The figures are in and almost 14,000 people in the UK saw Phedre last Thursday night, broadcast live from London’s National Theatre to 73 screens across the country (about 88 percent capacity) and over 200 further screens worldwide, including Chicago’s Steppenwolf Theatre and the Guthrie in Minneapolis.
Phedre is a thumpingly classical, no-interval Greek tragedy, directed by Nicholas Hytner (The Madness of King George) from Ted Hughes’ adaptation of the Racine play. Although its single set is a beauty to behold, you couldn’t call this play cinematic. Helen Mirren, though, as the lustful queen and Dominic Cooper as the hunky object of her affections, are hot box office tickets: but the National’s idea is to play outside the cinema box.
NT Live
Phedre and the National’s screen initiative, called NT Live, follows on from the Metropolitan Opera’s successful cinema screenings of its repertoire (Picturehouse in the UK reports that on some screens, the Met’s 2009/2010 season is already sold out).
Hytner, also director of the NT, set up NT Live under David Sabel to showcase the National’s repertoire on cinema screens; NT Live has a exposure to box office risk and is intended ultimately to function as a self-sustaining business model.
Self-distributing
Sabel’s NT Live acted as distributor in the UK, negotiating directly with the exhibitors (including Picturehouse’s 24 screens, but also select Vue and Odeon theatres). Funding from the Arts Council, Nesta and Travelex is helping the first season to get up and running: “This mix of subsidy, sponsorship, and a certain exposure to box office risk is typical of NT projects,” says Sabel.

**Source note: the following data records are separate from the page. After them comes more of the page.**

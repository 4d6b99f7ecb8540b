//! Identity generation.

use crate::types::{IdStrategy, RecordId};
use uuid::Uuid;

/// Length of nanoid-style identities.
pub const NANOID_LENGTH: usize = 8;

impl IdStrategy {
    /// Generate a fresh identity.
    pub fn generate(self) -> RecordId {
        match self {
            IdStrategy::NanoId => RecordId(nanoid::nanoid!(NANOID_LENGTH)),
            IdStrategy::Uuid => RecordId(Uuid::new_v4().to_string()),
        }
    }
}
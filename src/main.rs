use crate::config::Config;
use crate::db::{init_db, Database};
use crate::router::handle;
use crate::state::AppState;
use anyhow::Context;
use astra::Server;
use std::sync::Arc;
use tracing_subscriber::{layer::SubscriberExt, util::SubscriberInitExt};

mod config;
mod db;
mod domain;
mod errors;
mod responses;
mod router;
mod state;
mod templates;

#[cfg(test)]
mod tests;

fn main() -> anyhow::Result<()> {
    tracing_subscriber::registry()
        .with(
            tracing_subscriber::EnvFilter::try_from_default_env()
                .unwrap_or_else(|_| "info,listify=debug".into()),
        )
        .with(tracing_subscriber::fmt::layer())
        .init();

    let config = Config::from_env().context("Failed to load configuration")?;
    tracing::info!(?config, "configuration loaded");

    // Local device storage
    let db = Database::new(config.db_path.clone());
    init_db(&db).context("Database initialization failed")?;

    let state = Arc::new(AppState::new(&config, db));

    tracing::info!(addr = %config.addr, "Listify running at http://{}", config.addr);

    let server = Server::bind(&config.addr).max_workers(config.workers);

    let handler_state = Arc::clone(&state);
    let result = server.serve(move |req, _info| match handle(req, &handler_state) {
        Ok(resp) => resp,
        Err(err) => templates::html_error_response(err),
    });

    state.shutdown();

    if let Err(e) = result {
        tracing::error!(error = %e, "server ended with error");
        return Err(e).context("server failed");
    }

    tracing::info!("server shut down cleanly");
    Ok(())
}
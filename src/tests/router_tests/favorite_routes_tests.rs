use crate::db::{KeyValueStore, SqliteStorage};
use crate::domain::favorites::HOUSING_FAVORITES_KEY;
use crate::errors::ServerError;
use crate::router::handle;
use crate::tests::utils::{body_string, init_test_db, request, test_state};
use http::Method;

#[test]
fn housing_favorite_toggle_persists_across_restart() {
    let (_dir, db) = init_test_db();

    {
        let state = test_state(db.clone());
        let mut resp = handle(request(Method::POST, "/favorites/housing/5"), &state).unwrap();
        let body = body_string(&mut resp);
        assert!(body.contains("aria-pressed=\"true\""));
    }

    let stored = SqliteStorage::new(db.clone()).get(HOUSING_FAVORITES_KEY).unwrap();
    assert_eq!(stored.as_deref(), Some("[5]"));

    // a fresh state reads the ledger back at mount
    let state = test_state(db);
    assert!(state.housing_favorites.lock().contains(5));

    let mut resp = handle(request(Method::GET, "/profile"), &state).unwrap();
    let body = body_string(&mut resp);
    assert!(body.contains("Modern townhouse with rooftop terrace"));

    let mut resp = handle(request(Method::POST, "/favorites/housing/5"), &state).unwrap();
    assert!(body_string(&mut resp).contains("aria-pressed=\"false\""));
    assert!(!state.housing_favorites.lock().contains(5));
}

#[test]
fn unknown_listing_cannot_be_favorited() {
    let (_dir, db) = init_test_db();
    let state = test_state(db);

    let result = handle(request(Method::POST, "/favorites/housing/999"), &state);
    assert!(matches!(result, Err(ServerError::NotFound)));
    assert_eq!(state.housing_favorites.lock().ids().count(), 0);
}

#[test]
fn stale_favorites_can_still_be_removed() {
    let (_dir, db) = init_test_db();
    SqliteStorage::new(db.clone())
        .set(HOUSING_FAVORITES_KEY, "[2,999]")
        .unwrap();
    let state = test_state(db);

    let mut resp = handle(request(Method::GET, "/profile"), &state).unwrap();
    let body = body_string(&mut resp);
    assert!(body.contains("Cozy studio with city views"));
    assert!(body.contains("1 saved listings are no longer available."));

    handle(request(Method::POST, "/favorites/housing/999"), &state).unwrap();
    assert_eq!(state.housing_favorites.lock().ids().collect::<Vec<_>>(), vec![2]);
}

#[test]
fn recommendation_favorites_are_session_scoped() {
    let (_dir, db) = init_test_db();
    let state = test_state(db.clone());

    handle(request(Method::POST, "/favorites/recommendations/3"), &state).unwrap();
    assert!(state.recommendation_favorites.lock().contains(3));

    let restarted = test_state(db);
    assert_eq!(restarted.recommendation_favorites.lock().ids().count(), 0);
}
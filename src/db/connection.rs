use rusqlite::Connection;
use std::cell::RefCell;

use crate::errors::ServerError;

const SCHEMA_SQL: &str = include_str!("../../sql/schema.sql");

// Thread-local connection slot, remembered together with the path it was opened for.
thread_local! {
    static DB_CONN: RefCell<Option<(String, Connection)>> = const { RefCell::new(None) };
}

#[derive(Debug, Clone)]
pub struct Database {
    path: String,
}

impl Database {
    pub fn new(path: impl Into<String>) -> Self {
        Self { path: path.into() }
    }

    pub fn path(&self) -> &str {
        &self.path
    }

    /// Provides a mutable connection to the closure.
    pub fn with_conn<F, T>(&self, f: F) -> Result<T, ServerError>
    where
        F: FnOnce(&mut Connection) -> Result<T, ServerError>,
    {
        DB_CONN
            .try_with(|cell| {
                let mut slot = cell.borrow_mut();
                let stale = match slot.as_ref() {
                    Some((path, _)) => path != &self.path,
                    None => true,
                };
                if stale {
                    let conn = Connection::open(&self.path)
                        .map_err(|e| ServerError::DbError(format!("Open DB failed: {e}")))?;
                    *slot = Some((self.path.clone(), conn));
                }
                match slot.as_mut() {
                    Some((_, conn)) => f(conn),
                    None => Err(ServerError::InternalError),
                }
            })
            .map_err(|_| ServerError::InternalError)?
    }
}

/// Apply the embedded schema to the database.
pub fn init_db(db: &Database) -> Result<(), ServerError> {
    db.with_conn(|conn| {
        conn.execute_batch(SCHEMA_SQL)
            .map_err(|e| ServerError::DbError(format!("Failed to apply schema: {e}")))?;
        Ok(())
    })?;

    tracing::info!(path = db.path(), "database initialized");
    Ok(())
}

The box office risk comes in part because of a determination to keep the ticket price down to £10 (the Met’s operas currently retail at £25). “Our hope is that as we widen the distribution, we can build a self-sustaining business model,” says Sabel.
History boy
Hytner and Sabel wanted the pilot NT season to showcase the legendary theatre company’s repertoire: thus, a classical play (Phedre), followed by Shakespeare (All’s Well That Ends Well on October 1) and a children’s play (Nation) directed by Mark Ravenhill on Jan 30 (the National has some serious form with this, having produced His Dark Materials and the spellbinding War Horse). Rounding out the season and surely a hot ticket is Alan Bennett’s (The History Boys) new play The Habit Of Art with Michael Gambon and Frances de la Tour in early 2010.